Maja Fricke, Sterbeamme.

© Sarah Murrenhoff

"Wenn nichts passiert, gucke ich Märchen und esse Kekse": Madlen Haarbach, 28, Tagesspiegel

Der Tagesspiegel-Newsroom am Anhalter Bahnhof kann ziemlich laut und aufregend sein. Hier laufen sieben Tage pro Woche Nachrichten, die Politik- und Berlin-Seiten entstehen und die Homepage und die Sozialen Medien werden von früh bis spät bestückt. Bis zu 30 Kollegen sitzen an den Tischen, irgendwer telefoniert immer, ruft etwas herüber, diskutiert. Madlen Haarbach kennt das, regelmäßig hat sie Online-Dienst und ist verantwortlich für das, was auf www.tagesspiegel.de passiert. „Die Stille an Heiligabend ist fast gruselig“, erzählt sie, die schon im vergangenen Jahr am 24. Dezember von 15 bis 23 Uhr gearbeitet hat.
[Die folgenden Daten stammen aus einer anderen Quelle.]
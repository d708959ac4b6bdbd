//! HTTP response handling for errors

use super::types::GatewayError;
use crate::core::traffic_control::Decision;
use actix_web::http::StatusCode;
use actix_web::http::header::RETRY_AFTER;
use actix_web::{HttpResponse, ResponseError};

impl GatewayError {
    fn classify(&self) -> (StatusCode, &'static str, String) {
        match self {
            GatewayError::TrafficControlBlocked { decision, .. } => {
                let code = match decision {
                    Decision::RateLimited { .. } => "RATE_LIMITED",
                    Decision::CircuitOpen { .. } => "CIRCUIT_OPEN",
                    Decision::Degraded { .. } => "DEGRADED",
                    Decision::Allowed | Decision::Probe { .. } => "TRAFFIC_CONTROL",
                };
                (StatusCode::TOO_MANY_REQUESTS, code, self.to_string())
            }
            GatewayError::UpstreamTransient { .. } => {
                (StatusCode::BAD_GATEWAY, "UPSTREAM_UNAVAILABLE", self.to_string())
            }
            GatewayError::UpstreamPermanent { .. } => {
                (StatusCode::FAILED_DEPENDENCY, "UPSTREAM_REJECTED", self.to_string())
            }
            GatewayError::Validation(_) => {
                (StatusCode::BAD_REQUEST, "VALIDATION_ERROR", self.to_string())
            }
            GatewayError::Yaml(_) | GatewayError::Serialization(_) => {
                (StatusCode::BAD_REQUEST, "PARSING_ERROR", self.to_string())
            }
            GatewayError::NotFound(_) => (StatusCode::NOT_FOUND, "NOT_FOUND", self.to_string()),
            GatewayError::Config(_) => (
                StatusCode::INTERNAL_SERVER_ERROR,
                "CONFIG_ERROR",
                self.to_string(),
            ),
            GatewayError::HttpClient(_) => (
                StatusCode::BAD_GATEWAY,
                "HTTP_CLIENT_ERROR",
                "Upstream request failed".to_string(),
            ),
            GatewayError::Io(_) | GatewayError::Internal(_) | GatewayError::Server(_) => (
                StatusCode::INTERNAL_SERVER_ERROR,
                "INTERNAL_ERROR",
                "An internal error occurred".to_string(),
            ),
        }
    }
}

impl ResponseError for GatewayError {
    fn status_code(&self) -> StatusCode {
        self.classify().0
    }

    fn error_response(&self) -> HttpResponse {
        let (status_code, error_code, message) = self.classify();
        let retry_after = self.decision().and_then(Decision::retry_after_secs);

        let error_response = ErrorResponse {
            error: ErrorDetail {
                code: error_code.to_string(),
                message,
                timestamp: chrono::Utc::now().timestamp(),
                retry_after,
            },
        };

        let mut builder = HttpResponse::build(status_code);
        if let Some(secs) = retry_after {
            builder.insert_header((RETRY_AFTER, secs.to_string()));
        }
        builder.json(error_response)
    }
}

/// Standard error response format
#[derive(Debug, serde::Serialize, serde::Deserialize)]
pub struct ErrorResponse {
    pub error: ErrorDetail,
}

/// Error detail structure
#[derive(Debug, serde::Serialize, serde::Deserialize)]
pub struct ErrorDetail {
    pub code: String,
    pub message: String,
    pub timestamp: i64,
    /// Seconds to wait, for traffic-control rejections
    #[serde(default, skip_serializing_if = "Option::is_none")]
    pub retry_after: Option<u64>,
}
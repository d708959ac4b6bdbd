//! Traffic control validators
//!
//! A configuration that fails here is never installed, neither at startup nor through
//! the governance endpoint.

use super::trait_def::Validate;
use crate::config::models::*;
use tracing::debug;

impl Validate for TrafficControlConfig {
    fn validate(&self) -> Result<(), String> {
        debug!("Validating traffic control configuration");

        self.outbound.validate()?;
        self.inbound.validate()?;
        self.circuit_breaker.validate()?;
        self.retry.validate()?;
        self.anti_loop.validate()?;
        self.logging.validate()?;

        Ok(())
    }
}

impl Validate for BucketPolicy {
    fn validate(&self) -> Result<(), String> {
        if self.capacity == 0 {
            return Err("Bucket capacity must be greater than 0".to_string());
        }

        if !self.refill_per_sec.is_finite() || self.refill_per_sec <= 0.0 {
            return Err(format!(
                "Bucket refill rate must be a positive number, got {}",
                self.refill_per_sec
            ));
        }

        Ok(())
    }
}

impl Validate for OutboundLimits {
    fn validate(&self) -> Result<(), String> {
        self.default
            .validate()
            .map_err(|e| format!("outbound default: {}", e))?;

        for (scope, policy) in &self.scopes {
            if scope.is_empty() {
                return Err("Outbound scope name cannot be empty".to_string());
            }
            policy
                .validate()
                .map_err(|e| format!("outbound scope '{}': {}", scope, e))?;
        }

        Ok(())
    }
}

impl Validate for InboundLimits {
    fn validate(&self) -> Result<(), String> {
        self.default
            .validate()
            .map_err(|e| format!("inbound default: {}", e))?;

        for (group, policy) in &self.groups {
            policy
                .validate()
                .map_err(|e| format!("inbound group '{}': {}", group, e))?;
        }

        for route in &self.routes {
            if !route.prefix.starts_with('/') {
                return Err(format!(
                    "Route prefix '{}' must start with '/'",
                    route.prefix
                ));
            }
            if route.group.is_empty() {
                return Err(format!("Route '{}' has an empty group", route.prefix));
            }
        }

        Ok(())
    }
}

impl Validate for CircuitBreakerConfig {
    fn validate(&self) -> Result<(), String> {
        if self.failure_threshold == 0 {
            return Err("Circuit breaker failure threshold must be greater than 0".to_string());
        }

        if self.cooldown_secs == 0 {
            return Err("Circuit breaker cooldown must be greater than 0".to_string());
        }

        if self.max_cooldown_secs < self.cooldown_secs {
            return Err("Circuit breaker max cooldown must be at least the cooldown".to_string());
        }

        Ok(())
    }
}

impl Validate for RetryConfig {
    fn validate(&self) -> Result<(), String> {
        if self.max_attempts == 0 {
            return Err("Retry max attempts must be greater than 0".to_string());
        }

        if self.max_delay_ms < self.base_delay_ms {
            return Err("Retry max delay must be at least the base delay".to_string());
        }

        if !(0.0..=1.0).contains(&self.jitter_fraction) {
            return Err("Retry jitter fraction must be between 0 and 1".to_string());
        }

        Ok(())
    }
}

impl Validate for AntiLoopConfig {
    fn validate(&self) -> Result<(), String> {
        if self.hard_cap == 0 {
            return Err("Anti-loop hard cap must be greater than 0".to_string());
        }

        if self.window_secs == 0 {
            return Err("Anti-loop window must be greater than 0".to_string());
        }

        if self.degraded_cooldown_secs == 0 {
            return Err("Anti-loop degraded cooldown must be greater than 0".to_string());
        }

        Ok(())
    }
}

impl Validate for DecisionLogConfig {
    fn validate(&self) -> Result<(), String> {
        if !self.enabled {
            return Ok(());
        }

        if self.log_dir.is_none() {
            return Err("Decision logging is enabled but no log directory is set".to_string());
        }

        if self.rotation_hours == 0 {
            return Err("Decision log rotation must be at least 1 hour".to_string());
        }

        if self.retention_days == 0 {
            return Err("Decision log retention must be at least 1 day".to_string());
        }

        if self.channel_capacity == 0 {
            return Err("Decision log channel capacity must be greater than 0".to_string());
        }

        Ok(())
    }
}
An diesem Tag sind die meisten Texte vorbereitet, wegen der Feiertage wird keine gedruckte Zeitung produziert und in der Regel passiert: nichts. „Dann gucke ich Märchen und esse Kekse.“ Vielleicht ist noch ein Kollege da, der die Kommentare unter den Artikeln betreut, vielleicht arbeitet der aber auch von zu Hause. Dann wäre Haarbach allein.

Schlimm findet sie das nicht. Ihre Familie kommt am 1. Weihnachtsfeiertag aus Brandenburg nach Berlin, es gibt Kartoffelsalat und Würstchen, einen Spaziergang und schließlich – das ist Tradition bei Haarbachs – geht es zur Lesung von Wladimir Kaminer und zur anschließenden Russendisko in den Roten Salon. Letztes Jahr fand die Veranstaltung erstmals nicht Heiligabend, sondern am 1. Weihnachtstag statt. „Sonst hätte ich den Dienst nicht angenommen.“

Und wenn doch etwas passiert? Dann könnte es für Haarbach sehr stressig werden, bis Verstärkung kommt. Sie sieht es pragmatisch: „Einer muss es ja machen.“ Und die anderen danken es ihr. (apo)

Madlen Haarbach, Tagesspiegel-Redakteurin.